自慢の妹紹介します①
「兄様どうされたんですか、そんなに見つめて。照れてしまいます。」
オレのことを兄様と呼ぶこの女性は『アツコ・グロースクスタ』。
設定上は長女だ。
ハッキリとした目鼻立ちと男性ほどの長身、長い手足を持った美女で、胸ほどまである茶色の髪は後ろで束ねられている。
妹達のまとめ役的な存在で、冷静かつやや冷酷な判断力と強いリーダーシップを持っているが、兄であるオレには滅法弱いという設定になっている…なんか自分で言ってて恥ずかしくなってくるな。
種族はドラゴンで、本来は刃のような2本の角を持っているが、常時発動型スキルにより見えないようになっているため、人間そのものの容貌だ。
ちなみに、モデルにしたのは中学二年生の時に教育実習生としてオレのクラスに来た大学生で、容姿や声は彼女をそのままモチーフにしている…まぁ思い出補正として実際に当時一緒に撮った写真や動画からは大幅に美化されてはいるが、本人が見れば若い時の自分をモデルにしたキャラだと気づくかもしれない。
彼女…当時は少しかっこつけながら、なるべく緊張しているのを悟られないようアツコ先生と呼んでいたが、実際の性格は明るく天真爛漫でゲーム上の妹としてのアツコとは正反対の性格になっている。ただ授業の時は若干厳しめ塩対応で、授業が終わって自由に話す時は朗らかな表情を見せてくれる二面性は、ゲームのアツコそのものだ。
たまたま妹と名前が一緒だからという薄すぎる理由で頑張って話しかけに行ったよな…今の自分からすると信じられないアグレッシブさだ。なんというか、若さだよな。
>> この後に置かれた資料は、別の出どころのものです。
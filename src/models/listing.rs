use chrono::{DateTime, Utc};
use serde::{Deserialize, Serialize};

use crate::models::timestamp;
use crate::models::user::default_id;

#[derive(Debug, Clone, Copy, PartialEq, Eq, Hash, Serialize, Deserialize)]
#[serde(rename_all = "snake_case")]
pub enum ListingType {
    RoomsWanted,
    WholeBuilding,
    RoomsToRent,
    ServicedAccommodation,
}

#[derive(Debug, Clone, Copy, PartialEq, Eq, Hash, Serialize, Deserialize)]
#[serde(rename_all = "snake_case")]
pub enum PropertyType {
    Rooms,
    StudioFlat,
    House,
    Other,
}

#[derive(Debug, Clone, Copy, PartialEq, Eq, Hash, Serialize, Deserialize)]
#[serde(rename_all = "snake_case")]
pub enum Amenity {
    Furnished,
    Unfurnished,
    DoubleRoom,
    SingleRoom,
    Ensuite,
}

#[derive(Debug, Clone, Copy, PartialEq, Eq, Hash, Serialize, Deserialize)]
#[serde(rename_all = "snake_case")]
pub enum TenantType {
    Student,
    Professional,
    Family,
    Other,
}

#[derive(Debug, Clone, Copy, PartialEq, Eq, Hash, Serialize, Deserialize)]
#[serde(rename_all = "snake_case")]
pub enum HouseholdPreference {
    Vegetarian,
    NonSmoker,
    NoAlcohol,
    NoPets,
    NoParking,
    DisabledFriendly,
}

/// Moderation state of an ad. New ads start out pending.
#[derive(Debug, Clone, Copy, PartialEq, Eq, Hash, Default, Serialize, Deserialize)]
#[serde(rename_all = "snake_case")]
pub enum ListingStatus {
    #[default]
    Pending,
    Active,
    Rejected,
    Sold,
}

#[derive(Debug, Clone, Copy, PartialEq, Serialize, Deserialize)]
pub struct Coordinates {
    pub lat: f64,
    pub lng: f64,
}

/// GeoJSON point mirrored from [`Coordinates`] so the `2dsphere` index can see it.
#[derive(Debug, Clone, PartialEq, Serialize, Deserialize)]
pub struct GeoPoint {
    #[serde(rename = "type")]
    pub kind: String,
    /// `[lng, lat]`, GeoJSON order.
    pub coordinates: [f64; 2],
}

impl From<Coordinates> for GeoPoint {
    fn from(c: Coordinates) -> Self {
        Self {
            kind: "Point".to_string(),
            coordinates: [c.lng, c.lat],
        }
    }
}

/// Distance in minutes (or miles, at the poster's discretion) to transport links.
#[derive(Debug, Clone, Copy, Default, PartialEq, Serialize, Deserialize)]
#[serde(default)]
pub struct DistanceFrom {
    pub tube: f64,
    pub bus: f64,
    pub railway: f64,
    pub metro: f64,
}

/// Acceptable tenancy length in months. `min <= max` always holds for stored ads.
#[derive(Debug, Clone, Copy, PartialEq, Eq, Serialize, Deserialize)]
pub struct StayLength {
    pub min: u32,
    pub max: u32,
}

impl Default for StayLength {
    fn default() -> Self {
        Self { min: 1, max: 12 }
    }
}

/// The owner fields exposed alongside an ad.
#[derive(Debug, Clone, PartialEq, Serialize, Deserialize)]
pub struct OwnerSummary {
    #[serde(rename = "_id")]
    pub id: String,
    pub name: String,
    #[serde(default)]
    pub avatar: Option<String>,
}

/// A rental or room advertisement, stored in the `ads` collection.
#[derive(Debug, Clone, Serialize, Deserialize)]
#[serde(rename_all = "camelCase")]
pub struct Listing {
    #[serde(rename = "_id", default = "default_id")]
    pub id: String,
    pub user_id: String,
    pub listing_type: ListingType,
    pub headline: String,
    pub description: String,
    pub location: String,
    #[serde(default)]
    pub coordinates: Option<Coordinates>,
    #[serde(default, skip_serializing_if = "Option::is_none")]
    pub geo: Option<GeoPoint>,
    pub price: f64,
    #[serde(default)]
    pub distance_from: DistanceFrom,
    #[serde(default)]
    pub stay_length: StayLength,
    pub property_type: PropertyType,
    #[serde(default)]
    pub amenities: Vec<Amenity>,
    #[serde(default)]
    pub tenant_preferred: Vec<TenantType>,
    #[serde(default)]
    pub tenant_other: String,
    #[serde(default)]
    pub household_preferences: Vec<HouseholdPreference>,
    pub photos: Vec<String>,
    #[serde(default)]
    pub status: ListingStatus,
    #[serde(default)]
    pub wishlisted_by: Vec<String>,
    /// Filled in by queries that join the owner; never written back.
    #[serde(default, skip_serializing_if = "Option::is_none")]
    pub owner: Option<OwnerSummary>,
    #[serde(with = "timestamp")]
    pub created_at: DateTime<Utc>,
    #[serde(with = "timestamp")]
    pub updated_at: DateTime<Utc>,
}

impl Listing {
    /// Sets coordinates and keeps the indexed GeoJSON mirror in step.
    pub fn set_coordinates(&mut self, coordinates: Option<Coordinates>) {
        self.coordinates = coordinates;
        self.geo = coordinates.map(GeoPoint::from);
    }

    pub fn wishlist_count(&self) -> usize {
        self.wishlisted_by.len()
    }
}

/// Client-facing rendering of an ad.
#[derive(Debug, Serialize)]
#[serde(rename_all = "camelCase")]
pub struct ListingView {
    #[serde(flatten)]
    pub listing: Listing,
    pub wishlist_count: usize,
}

impl From<Listing> for ListingView {
    fn from(listing: Listing) -> Self {
        let wishlist_count = listing.wishlist_count();
        Self {
            listing,
            wishlist_count,
        }
    }
}

#[cfg(test)]
pub(crate) mod fixtures {
    use super::*;

    /// A minimal valid ad owned by `owner`.
    pub fn listing(owner: &str, price: f64) -> Listing {
        let now = Utc::now();
        Listing {
            id: default_id(),
            user_id: owner.to_string(),
            listing_type: ListingType::RoomsToRent,
            headline: "Sunny double room".into(),
            description: "Close to the park".into(),
            location: "Camden, London".into(),
            coordinates: None,
            geo: None,
            price,
            distance_from: DistanceFrom::default(),
            stay_length: StayLength::default(),
            property_type: PropertyType::Rooms,
            amenities: vec![],
            tenant_preferred: vec![],
            tenant_other: String::new(),
            household_preferences: vec![],
            photos: vec!["https://media.test/a.jpg".into()],
            status: ListingStatus::Pending,
            wishlisted_by: vec![],
            owner: None,
            created_at: now,
            updated_at: now,
        }
    }
}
初恋の相手ということで長女としているが、よくよく冷静になって考えると少しだけ、ほんの少しだけオレは気持ち悪いことをしているような気もしないでもない…でも、男なら少なくとも半分はこっそりと同じ事をやっていると思うから、オレのキモさ偏差値は多めに見積もっても55だと思う、多分!!
「兄さん、お加減はいかがですか?」
アツコに続いて小鳥のような柔らかな声色で語りかけるのは『ナナセ・オストヒューゲル』。
設定上は次女にあたる。
どことなく小動物を思わせる愛らしさを持つ黒髪ボブの美少女で、やや高めの身長に雪のように白い肌が印象的だ。
性格は誠実で温厚だが『賭博神ジーガジース参号』を信仰するギャンブル狂のアサシン忍者という属性の闇鍋状態となっており、それを表すように薄い身体を黒みがかったタイトな装束で覆っている。
種族はウェアキャットで頭には黒い猫耳がついている。
ちなみにこの猫耳は隠していない。
理由はもちろん可愛いから!!
各種属性が自由に盛れるミッドガルドにあって猫耳は必ずしも主流派ではないが、ロマンがあれば人生を賭けてでもディテールを追求する、それが漢のあるべき姿なのだ!!
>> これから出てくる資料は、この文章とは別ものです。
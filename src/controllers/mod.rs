// src/controllers/mod.rs

pub mod ad_controller;
pub mod user_controller;
// src/services/auth_service.rs

use bcrypt::{hash, verify};
use chrono::{Duration, Utc};
use jsonwebtoken::{decode, encode, errors::Error as JwtError, DecodingKey, EncodingKey, Header, Validation};
use once_cell::sync::Lazy;
use rand::RngCore;
use regex::Regex;
use serde::{Deserialize, Serialize};

/// Lifetime of a session token.
pub const SESSION_TTL_DAYS: i64 = 7;

/// Lifetime of an email-verification or password-reset token.
pub const ONE_TIME_TOKEN_TTL_HOURS: i64 = 1;

/// JWT claims of a session token.
#[derive(Debug, Serialize, Deserialize, Clone)]
pub struct Claims {
    /// User id.
    pub sub: String,
    /// Issued at (UTC timestamp).
    pub iat: usize,
    /// Expiration time (UTC timestamp).
    pub exp: usize,
}

/// Verifies a plain password against a hashed password.
/// A malformed hash counts as a mismatch.
pub fn verify_password(plain_password: &str, hashed_password: &str) -> bool {
    verify(plain_password, hashed_password).unwrap_or(false)
}

/// Hashes a password using bcrypt.
pub fn get_password_hash(password: &str, cost: u32) -> Result<String, bcrypt::BcryptError> {
    hash(password, cost)
}

/// Signs a session token for `user_id` that expires after `ttl`.
pub fn create_access_token(user_id: &str, secret: &str, ttl: Duration) -> Result<String, JwtError> {
    let now = Utc::now();
    let claims = Claims {
        sub: user_id.to_string(),
        iat: now.timestamp() as usize,
        exp: (now + ttl).timestamp() as usize,
    };
    // HS256
    encode(&Header::default(), &claims, &EncodingKey::from_secret(secret.as_bytes()))
}

/// Verifies a JWT token and returns the decoded claims if valid and unexpired.
pub fn verify_jwt_token(token: &str, secret: &str) -> Result<Claims, JwtError> {
    let validation = Validation::default();
    let token_data = decode::<Claims>(token, &DecodingKey::from_secret(secret.as_bytes()), &validation)?;
    Ok(token_data.claims)
}

/// 256 random bits, hex encoded. Used for both verify and reset links.
pub fn generate_one_time_token() -> String {
    let mut bytes = [0u8; 32];
    rand::thread_rng().fill_bytes(&mut bytes);
    hex::encode(bytes)
}

static EMAIL_RE: Lazy<Regex> = Lazy::new(|| {
    Regex::new(r"^[^\s@]+@[^\s@]+\.[^\s@]+$").expect("email pattern is valid")
});

pub fn is_valid_email(email: &str) -> bool {
    email.len() <= 254 && EMAIL_RE.is_match(email)
}

/// Password strength rule: minimum length plus a mix of character classes.
#[derive(Debug, Clone, Copy)]
pub struct PasswordPolicy {
    pub min_length: usize,
    pub min_lowercase: usize,
    pub min_uppercase: usize,
    pub min_digits: usize,
    pub min_symbols: usize,
}

impl Default for PasswordPolicy {
    fn default() -> Self {
        Self {
            min_length: 8,
            min_lowercase: 1,
            min_uppercase: 1,
            min_digits: 1,
            min_symbols: 1,
        }
    }
}

impl PasswordPolicy {
    pub fn is_strong(&self, password: &str) -> bool {
        let count = |pred: fn(&char) -> bool| password.chars().filter(pred).count();
        password.chars().count() >= self.min_length
            && count(char::is_ascii_lowercase) >= self.min_lowercase
            && count(char::is_ascii_uppercase) >= self.min_uppercase
            && count(char::is_ascii_digit) >= self.min_digits
            && count(|c| !c.is_alphanumeric() && !c.is_whitespace()) >= self.min_symbols
    }
}
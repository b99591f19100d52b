// src/routes/user_routes.rs

use actix_web::web;
use crate::controllers::user_controller::{
    delete_account, forgot_password, get_profile, login, resend_verification, reset_password,
    signup, update_profile, verify_email,
};

/// Registers the account endpoints within the `/user` scope.
pub fn init(cfg: &mut web::ServiceConfig) {
    cfg.service(
        web::scope("/user")
            .service(signup)
            .service(verify_email)
            .service(resend_verification)
            .service(login)
            .service(forgot_password)
            .service(reset_password)
            .service(get_profile)
            .service(update_profile)
            .service(delete_account)
    );
}
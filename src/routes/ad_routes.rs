// src/routes/ad_routes.rs

use actix_web::web;
use crate::controllers::ad_controller::{
    add_to_wishlist, create_ad, delete_ad, get_ad, get_all_ads, my_ads, my_wishlist,
    remove_from_wishlist, update_ad,
};

/// Registers the ad endpoints within the `/ad` scope.
///
/// Fixed paths come before `/{id}` so they are not taken for an ad id.
pub fn init(cfg: &mut web::ServiceConfig) {
    cfg.service(
        web::scope("/ad")
            .service(create_ad)
            .service(get_all_ads)
            .service(my_ads)
            .service(my_wishlist)
            .service(add_to_wishlist)
            .service(remove_from_wishlist)
            .service(get_ad)
            .service(update_ad)
            .service(delete_ad)
    );
}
なお、ナナセのモデルはオレが社会人になってから、ファンとして握手会やミーグリに参加していた推しのアイドルだ。
もうアイドルグループは卒業してしまっているが、テレビでも活躍していて、それこそ素材となる資料はいくらでもある状態なため、かなり再現度は高いと自負している。
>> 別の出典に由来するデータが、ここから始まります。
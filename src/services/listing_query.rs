// src/services/listing_query.rs

//! Turns the search query string into a MongoDB aggregation pipeline.

use mongodb::bson::{doc, Bson, Document};
use serde::de::DeserializeOwned;
use serde::{Deserialize, Serialize};
use serde_json::Value;

use crate::error::ApiError;
use crate::models::listing::{
    Amenity, Coordinates, HouseholdPreference, ListingStatus, ListingType, PropertyType, TenantType,
};
use crate::store::mongo::USERS_COLLECTION;

pub const DEFAULT_RENT_MIN: f64 = 0.0;
pub const DEFAULT_RENT_MAX: f64 = 5000.0;
pub const DEFAULT_STAY_MIN: u32 = 1;
pub const DEFAULT_STAY_MAX: u32 = 24;
/// Radius of a "near me" search.
pub const NEAR_RADIUS_METERS: f64 = 10_000.0;
pub const MAX_PAGE_SIZE: u64 = 100;

#[derive(Debug, Clone, Copy, PartialEq, Eq, Deserialize)]
pub enum SortBy {
    #[serde(rename = "price-asc")]
    PriceAsc,
    #[serde(rename = "price-desc")]
    PriceDesc,
    #[serde(rename = "stay-asc")]
    StayAsc,
    #[serde(rename = "stay-desc")]
    StayDesc,
}

/// Query string accepted by `GET /api/ad/getall`.
///
/// List-valued fields are comma separated, e.g. `amenities=furnished,ensuite`.
#[derive(Debug, Default, Deserialize)]
#[serde(rename_all = "camelCase")]
pub struct ListingFilter {
    pub location: Option<String>,
    pub rent_min: Option<f64>,
    pub rent_max: Option<f64>,
    pub stay_min: Option<u32>,
    pub stay_max: Option<u32>,
    pub property_type: Option<String>,
    pub amenities: Option<String>,
    pub tenant_preferred: Option<String>,
    pub household_preferences: Option<String>,
    pub listing_type: Option<ListingType>,
    pub status: Option<ListingStatus>,
    pub lat: Option<f64>,
    pub lng: Option<f64>,
    pub sort_by: Option<SortBy>,
    pub page: Option<u64>,
    pub limit: Option<u64>,
}

/// A validated search with every default applied.
#[derive(Debug, Clone, PartialEq)]
pub struct ListingQuery {
    pub text: Option<String>,
    pub rent: (f64, f64),
    pub stay: (u32, u32),
    pub property_types: Vec<PropertyType>,
    /// All of these must be present.
    pub amenities: Vec<Amenity>,
    /// Any of these is enough.
    pub tenant_preferred: Vec<TenantType>,
    /// Any of these is enough.
    pub household_preferences: Vec<HouseholdPreference>,
    pub listing_type: Option<ListingType>,
    pub status: Option<ListingStatus>,
    /// Geo ordering replaces `sort` when set.
    pub near: Option<Coordinates>,
    pub sort: Option<SortBy>,
    pub skip: u64,
    pub limit: Option<u64>,
}

impl Default for ListingQuery {
    fn default() -> Self {
        Self {
            text: None,
            rent: (DEFAULT_RENT_MIN, DEFAULT_RENT_MAX),
            stay: (DEFAULT_STAY_MIN, DEFAULT_STAY_MAX),
            property_types: vec![],
            amenities: vec![],
            tenant_preferred: vec![],
            household_preferences: vec![],
            listing_type: None,
            status: None,
            near: None,
            sort: None,
            skip: 0,
            limit: None,
        }
    }
}

impl ListingQuery {
    pub fn from_filter(filter: ListingFilter) -> Result<Self, ApiError> {
        let near = match (filter.lat, filter.lng) {
            (Some(lat), Some(lng)) => {
                if !(-90.0..=90.0).contains(&lat) || !(-180.0..=180.0).contains(&lng) {
                    return Err(ApiError::validation("lat/lng out of range"));
                }
                Some(Coordinates { lat, lng })
            }
            (None, None) => None,
            _ => return Err(ApiError::validation("lat and lng must be supplied together")),
        };

        let limit = match filter.limit {
            Some(0) => return Err(ApiError::validation("limit must be at least 1")),
            Some(n) => Some(n.min(MAX_PAGE_SIZE)),
            None => None,
        };
        let skip = match (filter.page, limit) {
            (Some(page), Some(limit)) if page > 1 => (page - 1)
                .checked_mul(limit)
                .filter(|skip| i64::try_from(*skip).is_ok())
                .ok_or_else(|| ApiError::validation("page is out of range"))?,
            _ => 0,
        };

        Ok(Self {
            text: filter
                .location
                .map(|s| s.trim().to_string())
                .filter(|s| !s.is_empty()),
            rent: (
                filter.rent_min.unwrap_or(DEFAULT_RENT_MIN),
                filter.rent_max.unwrap_or(DEFAULT_RENT_MAX),
            ),
            stay: (
                filter.stay_min.unwrap_or(DEFAULT_STAY_MIN),
                filter.stay_max.unwrap_or(DEFAULT_STAY_MAX),
            ),
            property_types: parse_tags("propertyType", filter.property_type.as_deref())?,
            amenities: parse_tags("amenities", filter.amenities.as_deref())?,
            tenant_preferred: parse_tags("tenantPreferred", filter.tenant_preferred.as_deref())?,
            household_preferences: parse_tags(
                "householdPreferences",
                filter.household_preferences.as_deref(),
            )?,
            listing_type: filter.listing_type,
            status: filter.status,
            near,
            sort: filter.sort_by,
            skip,
            limit,
        })
    }

    /// The `$match` document, also used as the `$geoNear` query.
    pub fn match_document(&self) -> Document {
        let mut filter = doc! {
            "price": { "$gte": self.rent.0, "$lte": self.rent.1 },
            "stayLength.min": { "$gte": i64::from(self.stay.0) },
            "stayLength.max": { "$lte": i64::from(self.stay.1) },
        };

        if let Some(text) = &self.text {
            let pattern = regex::escape(text);
            let fields = ["location", "headline", "description"];
            let any_field: Vec<Document> = fields
                .iter()
                .map(|field| doc! { *field: { "$regex": &pattern, "$options": "i" } })
                .collect();
            filter.insert("$or", any_field);
        }
        if !self.property_types.is_empty() {
            filter.insert("propertyType", doc! { "$in": tag_names(&self.property_types) });
        }
        if !self.amenities.is_empty() {
            filter.insert("amenities", doc! { "$all": tag_names(&self.amenities) });
        }
        if !self.tenant_preferred.is_empty() {
            filter.insert("tenantPreferred", doc! { "$in": tag_names(&self.tenant_preferred) });
        }
        if !self.household_preferences.is_empty() {
            filter.insert(
                "householdPreferences",
                doc! { "$in": tag_names(&self.household_preferences) },
            );
        }
        if let Some(listing_type) = &self.listing_type {
            filter.insert("listingType", tag_name(listing_type));
        }
        if let Some(status) = &self.status {
            filter.insert("status", tag_name(status));
        }
        filter
    }

    pub fn sort_document(&self) -> Document {
        match self.sort {
            Some(SortBy::PriceAsc) => doc! { "price": 1, "createdAt": -1 },
            Some(SortBy::PriceDesc) => doc! { "price": -1, "createdAt": -1 },
            Some(SortBy::StayAsc) => doc! { "stayLength.min": 1, "createdAt": -1 },
            Some(SortBy::StayDesc) => doc! { "stayLength.max": -1, "createdAt": -1 },
            None => doc! { "createdAt": -1 },
        }
    }

    pub fn to_pipeline(&self) -> Vec<Document> {
        let mut pipeline = Vec::new();
        match self.near {
            Some(c) => pipeline.push(doc! {
                "$geoNear": {
                    "near": { "type": "Point", "coordinates": [c.lng, c.lat] },
                    "distanceField": "distance",
                    "maxDistance": NEAR_RADIUS_METERS,
                    "spherical": true,
                    "key": "geo",
                    "query": self.match_document(),
                }
            }),
            None => pipeline.push(doc! { "$match": self.match_document() }),
        }
        pipeline.extend(owner_join_stages());
        // $geoNear already emits nearest first.
        if self.near.is_none() {
            pipeline.push(doc! { "$sort": self.sort_document() });
        }
        if self.skip > 0 {
            pipeline.push(doc! { "$skip": i64::try_from(self.skip).unwrap_or(i64::MAX) });
        }
        if let Some(limit) = self.limit {
            pipeline.push(doc! { "$limit": limit as i64 });
        }
        pipeline
    }
}

/// Joins the owning user as `owner: {_id, name, avatar}`. Ads whose owner is
/// gone drop out.
pub fn owner_join_stages() -> Vec<Document> {
    vec![
        doc! {
            "$lookup": {
                "from": USERS_COLLECTION,
                "localField": "userId",
                "foreignField": "_id",
                "as": "owner",
            }
        },
        doc! { "$unwind": "$owner" },
        doc! {
            "$addFields": {
                "owner": { "_id": "$owner._id", "name": "$owner.name", "avatar": "$owner.avatar" }
            }
        },
    ]
}

/// Parses a comma separated list of snake_case tags, dropping duplicates.
pub fn parse_tags<T>(field: &str, raw: Option<&str>) -> Result<Vec<T>, ApiError>
where
    T: DeserializeOwned + PartialEq,
{
    let mut tags = Vec::new();
    for part in raw.unwrap_or_default().split(',').map(str::trim) {
        if part.is_empty() {
            continue;
        }
        let tag = parse_tag(part)
            .ok_or_else(|| ApiError::validation(format!("Unknown {} value '{}'", field, part)))?;
        if !tags.contains(&tag) {
            tags.push(tag);
        }
    }
    Ok(tags)
}

pub fn parse_tag<T: DeserializeOwned>(raw: &str) -> Option<T> {
    serde_json::from_value(Value::String(raw.to_string())).ok()
}

/// The stored string form of a unit enum.
pub fn tag_name<T: Serialize>(tag: &T) -> String {
    serde_json::to_value(tag)
        .ok()
        .and_then(|v| v.as_str().map(str::to_owned))
        .unwrap_or_default()
}

fn tag_names<T: Serialize>(tags: &[T]) -> Vec<Bson> {
    tags.iter().map(|t| Bson::String(tag_name(t))).collect()
}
自主規制でデータ取り込みに著作権、肖像権上問題のある画像や動画は使えないという建前ではあるが、出来上がったキャラを亜人にして耳などを少し変えればOK判定というガバガバ審査だからな…改めてよく潰されないなと感心してしまう。
ナナセの性格はかなりモデルとなった女性アイドルに寄せていて、恥ずかしがりで目立つのが嫌いな所を忍者というクラスに反映させたのは、我ながら良い着眼点だと思っている。
また握手会などを通じて彼女の趣味は知り尽くしており、お兄さんが競馬好きだというキッカケから深夜番組のMCまで務めることになった競馬という趣味を元に、ギャンブル狂キャラも加えてみた。
お兄さんを慕うあまりアイドルに似つかわしくない競馬を勉強する辺り、本当に家族好きの良い子なんだよな。